▶ [SOURCE INFORMATION]:

use chrono::NaiveDate;
use object_store::path::Path as ObjectPath;
use regex::Regex;
use serde::{Deserialize, Serialize};

use crate::conf::Config;
use crate::core::SnapwatchError::{self, ConfigParsingError};

const EU_REGION: &str = "eu-central-1";
const DEFAULT_REGION: &str = "us-east-1";

#[derive(Debug, Clone, Serialize, Deserialize, PartialEq)]
#[serde(deny_unknown_fields)]
pub struct EnvironmentConfig {
    /// Explicit environment name; wins over anything derived from the ARN.
    #[serde(default)]
    pub name: Option<String>,
    /// Caller identity ARN, e.g. the role the job runs under.
    #[serde(default)]
    pub caller_arn: Option<String>,
    /// Regex with one capture group that extracts the environment from the ARN.
    #[serde(default = "EnvironmentConfig::default_arn_pattern")]
    pub arn_pattern: String,
}

impl EnvironmentConfig {
    fn default_arn_pattern() -> String {
        String::from(r"us-east-1-(.*?)-HBase")
    }
}

impl Default for EnvironmentConfig {
    fn default() -> Self {
        Self {
            name: None,
            caller_arn: None,
            arn_pattern: Self::default_arn_pattern(),
        }
    }
}

/// Everything derived from the environment name, resolved once at startup.
#[derive(Debug, Clone, PartialEq)]
pub struct Deployment {
    pub environment: String,
    pub region: String,
    pub bucket: String,
    pub cluster: String,
    pub metadata_prefix: String,
}

impl Deployment {
    pub fn resolve(config: &Config) -> Result<Self, SnapwatchError> {
        let environment = environment_name(&config.environment)?;

        let region = config
            .storage
            .region
            .clone()
            .unwrap_or_else(|| region_for(&environment).to_string());
        let bucket = config.storage.bucket_template.replace("{env}", &environment);
        let cluster = config.storage.cluster_template.replace("{env}", &environment);
        let metadata_prefix = config
            .monitor
            .metadata_prefix
            .clone()
            .unwrap_or_else(|| format!("{}/hbase/snapshot_monitor", cluster));

        Ok(Self {
            environment,
            region,
            bucket,
            cluster,
            metadata_prefix,
        })
    }

    pub fn baseline_key(&self) -> String {
        format!("{}/baseline.json", self.metadata_prefix.trim_end_matches('/'))
    }

    pub fn history_key(&self) -> String {
        format!(
            "{}/missing_history.json",
            self.metadata_prefix.trim_end_matches('/')
        )
    }

    /// Listing prefix of one day's snapshots: `<cluster>/hbase/<YYYYMMDD>/.hbase-snapshot`.
    pub fn partition_prefix(&self, date: NaiveDate) -> ObjectPath {
        ObjectPath::from(format!(
            "{}/hbase/{}/.hbase-snapshot",
            self.cluster,
            date.format("%Y%m%d")
        ))
    }
}

fn environment_name(config: &EnvironmentConfig) -> Result<String, SnapwatchError> {
    if let Some(name) = config.name.as_deref().map(str::trim).filter(|n| !n.is_empty()) {
        return Ok(name.to_string());
    }

    let arn = config.caller_arn.as_deref().ok_or_else(|| {
        ConfigParsingError(
            "cannot determine environment: set environment.name or environment.caller_arn"
                .to_string(),
        )
    })?;

    let pattern = Regex::new(&config.arn_pattern).map_err(|e| {
        ConfigParsingError(format!("invalid arn_pattern '{}': {}", config.arn_pattern, e))
    })?;

    pattern
        .captures(arn)
        .and_then(|c| c.get(1))
        .map(|m| m.as_str().to_string())
        .filter(|name| !name.is_empty())
        .ok_or_else(|| {
            ConfigParsingError(format!(
                "caller arn '{}' does not match pattern '{}'",
                arn, config.arn_pattern
            ))
        })
}

fn region_for(environment: &str) -> &'static str {
    if environment.to_lowercase().contains("eu") {
        EU_REGION
    } else {
        DEFAULT_REGION
    }
}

▶ [TRY IT]:
Transcribe the full listing exactly, leaving out no line.

▶ [FINISHED EXERCISE]:
use chrono::NaiveDate;
use object_store::path::Path as ObjectPath;
use regex::Regex;
use serde::{Deserialize, Serialize};

use crate::conf::Config;
use crate::core::SnapwatchError::{self, ConfigParsingError};

const EU_REGION: &str = "eu-central-1";
const DEFAULT_REGION: &str = "us-east-1";

#[derive(Debug, Clone, Serialize, Deserialize, PartialEq)]
#[serde(deny_unknown_fields)]
pub struct EnvironmentConfig {
    /// Explicit environment name; wins over anything derived from the ARN.
    #[serde(default)]
    pub name: Option<String>,
    /// Caller identity ARN, e.g. the role the job runs under.
    #[serde(default)]
    pub caller_arn: Option<String>,
    /// Regex with one capture group that extracts the environment from the ARN.
    #[serde(default = "EnvironmentConfig::default_arn_pattern")]
    pub arn_pattern: String,
}

impl EnvironmentConfig {
    fn default_arn_pattern() -> String {
        String::from(r"us-east-1-(.*?)-HBase")
    }
}

impl Default for EnvironmentConfig {
    fn default() -> Self {
        Self {
            name: None,
            caller_arn: None,
            arn_pattern: Self::default_arn_pattern(),
        }
    }
}

/// Everything derived from the environment name, resolved once at startup.
#[derive(Debug, Clone, PartialEq)]
pub struct Deployment {
    pub environment: String,
    pub region: String,
    pub bucket: String,
    pub cluster: String,
    pub metadata_prefix: String,
}

impl Deployment {
    pub fn resolve(config: &Config) -> Result<Self, SnapwatchError> {
        let environment = environment_name(&config.environment)?;

        let region = config
            .storage
            .region
            .clone()
            .unwrap_or_else(|| region_for(&environment).to_string());
        let bucket = config.storage.bucket_template.replace("{env}", &environment);
        let cluster = config.storage.cluster_template.replace("{env}", &environment);
        let metadata_prefix = config
            .monitor
            .metadata_prefix
            .clone()
            .unwrap_or_else(|| format!("{}/hbase/snapshot_monitor", cluster));

        Ok(Self {
            environment,
            region,
            bucket,
            cluster,
            metadata_prefix,
        })
    }

    pub fn baseline_key(&self) -> String {
        format!("{}/baseline.json", self.metadata_prefix.trim_end_matches('/'))
    }

    pub fn history_key(&self) -> String {
        format!(
            "{}/missing_history.json",
            self.metadata_prefix.trim_end_matches('/')
        )
    }

    /// Listing prefix of one day's snapshots: `<cluster>/hbase/<YYYYMMDD>/.hbase-snapshot`.
    pub fn partition_prefix(&self, date: NaiveDate) -> ObjectPath {
        ObjectPath::from(format!(
            "{}/hbase/{}/.hbase-snapshot",
            self.cluster,
            date.format("%Y%m%d")
        ))
    }
}

fn environment_name(config: &EnvironmentConfig) -> Result<String, SnapwatchError> {
    if let Some(name) = config.name.as_deref().map(str::trim).filter(|n| !n.is_empty()) {
        return Ok(name.to_string());
    }

    let arn = config.caller_arn.as_deref().ok_or_else(|| {
        ConfigParsingError(
            "cannot determine environment: set environment.name or environment.caller_arn"
                .to_string(),
        )
    })?;

    let pattern = Regex::new(&config.arn_pattern).map_err(|e| {
        ConfigParsingError(format!("invalid arn_pattern '{}': {}", config.arn_pattern, e))
    })?;

    pattern
        .captures(arn)
        .and_then(|c| c.get(1))
        .map(|m| m.as_str().to_string())
        .filter(|name| !name.is_empty())
        .ok_or_else(|| {
            ConfigParsingError(format!(
                "caller arn '{}' does not match pattern '{}'",
                arn, config.arn_pattern
            ))
        })
}

fn region_for(environment: &str) -> &'static str {
    if environment.to_lowercase().contains("eu") {
        EU_REGION
    } else {
        DEFAULT_REGION
    }
}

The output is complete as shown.